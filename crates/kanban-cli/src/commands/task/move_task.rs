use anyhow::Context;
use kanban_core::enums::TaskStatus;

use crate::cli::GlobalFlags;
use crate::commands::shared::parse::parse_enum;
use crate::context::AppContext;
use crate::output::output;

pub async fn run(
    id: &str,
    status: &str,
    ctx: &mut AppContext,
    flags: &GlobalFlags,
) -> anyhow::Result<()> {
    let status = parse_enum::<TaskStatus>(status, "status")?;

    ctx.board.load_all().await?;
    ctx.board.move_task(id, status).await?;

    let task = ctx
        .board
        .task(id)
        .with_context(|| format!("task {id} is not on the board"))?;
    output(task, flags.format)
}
# # #
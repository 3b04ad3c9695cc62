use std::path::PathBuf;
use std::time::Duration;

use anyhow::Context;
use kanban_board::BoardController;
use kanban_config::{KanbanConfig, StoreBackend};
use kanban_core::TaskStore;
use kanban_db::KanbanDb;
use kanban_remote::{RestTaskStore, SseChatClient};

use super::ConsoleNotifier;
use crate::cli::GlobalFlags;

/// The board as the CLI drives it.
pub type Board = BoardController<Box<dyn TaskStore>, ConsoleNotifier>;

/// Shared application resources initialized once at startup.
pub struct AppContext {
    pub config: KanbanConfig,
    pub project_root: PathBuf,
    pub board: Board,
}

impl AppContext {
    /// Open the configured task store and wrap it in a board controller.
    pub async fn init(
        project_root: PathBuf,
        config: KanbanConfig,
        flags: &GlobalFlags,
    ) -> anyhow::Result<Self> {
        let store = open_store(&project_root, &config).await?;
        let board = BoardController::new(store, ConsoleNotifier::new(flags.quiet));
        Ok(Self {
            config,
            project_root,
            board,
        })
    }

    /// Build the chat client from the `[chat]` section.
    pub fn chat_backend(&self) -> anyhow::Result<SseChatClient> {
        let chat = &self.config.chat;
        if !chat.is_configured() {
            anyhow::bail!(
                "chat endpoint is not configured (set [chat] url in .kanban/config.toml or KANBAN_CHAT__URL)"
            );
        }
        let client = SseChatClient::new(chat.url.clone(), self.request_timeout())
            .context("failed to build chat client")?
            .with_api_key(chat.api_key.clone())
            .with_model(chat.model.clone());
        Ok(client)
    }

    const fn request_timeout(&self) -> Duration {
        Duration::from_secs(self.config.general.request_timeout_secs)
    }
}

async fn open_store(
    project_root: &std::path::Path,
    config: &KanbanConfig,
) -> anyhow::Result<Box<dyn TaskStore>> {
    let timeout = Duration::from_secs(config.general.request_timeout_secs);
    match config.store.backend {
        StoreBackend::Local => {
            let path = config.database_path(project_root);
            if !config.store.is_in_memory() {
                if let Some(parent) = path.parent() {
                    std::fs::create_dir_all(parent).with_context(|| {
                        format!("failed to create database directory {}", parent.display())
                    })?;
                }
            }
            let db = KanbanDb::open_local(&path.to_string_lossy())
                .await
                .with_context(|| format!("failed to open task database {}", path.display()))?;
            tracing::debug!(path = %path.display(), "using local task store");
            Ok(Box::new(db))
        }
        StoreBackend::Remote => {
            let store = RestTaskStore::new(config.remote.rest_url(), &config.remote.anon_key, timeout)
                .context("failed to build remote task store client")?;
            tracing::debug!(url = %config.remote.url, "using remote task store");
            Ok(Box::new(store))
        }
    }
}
# # #
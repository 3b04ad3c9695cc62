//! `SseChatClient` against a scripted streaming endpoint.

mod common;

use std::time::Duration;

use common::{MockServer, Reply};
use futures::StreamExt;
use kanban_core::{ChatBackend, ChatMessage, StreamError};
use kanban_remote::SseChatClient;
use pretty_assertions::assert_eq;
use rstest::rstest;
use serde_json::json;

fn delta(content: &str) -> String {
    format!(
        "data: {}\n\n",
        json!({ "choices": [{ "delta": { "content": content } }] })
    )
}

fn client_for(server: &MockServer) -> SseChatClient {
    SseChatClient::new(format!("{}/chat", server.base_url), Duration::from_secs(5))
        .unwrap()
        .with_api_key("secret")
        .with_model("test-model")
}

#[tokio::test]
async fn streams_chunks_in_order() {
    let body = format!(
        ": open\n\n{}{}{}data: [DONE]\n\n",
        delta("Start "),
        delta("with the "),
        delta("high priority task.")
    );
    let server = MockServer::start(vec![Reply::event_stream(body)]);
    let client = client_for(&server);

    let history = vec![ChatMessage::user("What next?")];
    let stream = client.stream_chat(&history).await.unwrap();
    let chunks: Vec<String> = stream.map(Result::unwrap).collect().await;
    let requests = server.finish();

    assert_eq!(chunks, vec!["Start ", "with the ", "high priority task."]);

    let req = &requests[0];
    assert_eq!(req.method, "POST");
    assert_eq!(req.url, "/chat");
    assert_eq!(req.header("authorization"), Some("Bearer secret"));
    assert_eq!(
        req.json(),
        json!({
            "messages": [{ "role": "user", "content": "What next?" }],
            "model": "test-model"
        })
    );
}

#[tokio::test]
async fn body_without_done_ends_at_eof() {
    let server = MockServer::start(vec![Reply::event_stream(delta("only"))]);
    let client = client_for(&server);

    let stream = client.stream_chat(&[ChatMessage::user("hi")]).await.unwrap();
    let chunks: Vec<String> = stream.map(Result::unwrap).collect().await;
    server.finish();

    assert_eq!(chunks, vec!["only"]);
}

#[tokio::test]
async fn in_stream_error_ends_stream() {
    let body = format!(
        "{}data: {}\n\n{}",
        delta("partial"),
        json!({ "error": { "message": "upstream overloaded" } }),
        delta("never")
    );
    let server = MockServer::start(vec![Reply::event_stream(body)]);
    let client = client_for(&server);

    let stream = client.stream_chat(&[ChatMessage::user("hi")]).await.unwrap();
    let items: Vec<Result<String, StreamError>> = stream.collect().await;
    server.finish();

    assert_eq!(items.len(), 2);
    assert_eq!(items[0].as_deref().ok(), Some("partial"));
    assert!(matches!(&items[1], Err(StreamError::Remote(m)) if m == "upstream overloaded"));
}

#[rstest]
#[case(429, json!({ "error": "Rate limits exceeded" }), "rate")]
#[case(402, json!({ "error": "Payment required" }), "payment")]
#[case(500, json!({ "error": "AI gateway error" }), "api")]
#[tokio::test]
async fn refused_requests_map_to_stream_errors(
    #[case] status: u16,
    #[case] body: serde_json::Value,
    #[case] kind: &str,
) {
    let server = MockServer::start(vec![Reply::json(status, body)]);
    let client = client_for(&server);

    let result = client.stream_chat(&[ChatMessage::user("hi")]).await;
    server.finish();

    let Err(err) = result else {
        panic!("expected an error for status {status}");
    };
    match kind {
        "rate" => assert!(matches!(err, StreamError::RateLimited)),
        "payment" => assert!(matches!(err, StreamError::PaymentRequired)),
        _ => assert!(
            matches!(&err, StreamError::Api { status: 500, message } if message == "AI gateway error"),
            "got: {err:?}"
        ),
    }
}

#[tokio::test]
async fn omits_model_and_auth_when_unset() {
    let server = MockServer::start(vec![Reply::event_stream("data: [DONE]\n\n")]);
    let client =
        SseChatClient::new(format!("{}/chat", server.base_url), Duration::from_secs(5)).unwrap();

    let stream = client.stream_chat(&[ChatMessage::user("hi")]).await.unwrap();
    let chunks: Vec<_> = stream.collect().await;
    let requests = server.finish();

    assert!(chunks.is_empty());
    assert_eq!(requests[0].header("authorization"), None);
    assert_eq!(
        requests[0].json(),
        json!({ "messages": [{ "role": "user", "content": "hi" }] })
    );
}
# # #
Task description
For every line in the data above that holds "StoreBackend", return the line itself.

Completed exercise
use kanban_config::{KanbanConfig, StoreBackend};
        StoreBackend::Local => {
        StoreBackend::Remote => {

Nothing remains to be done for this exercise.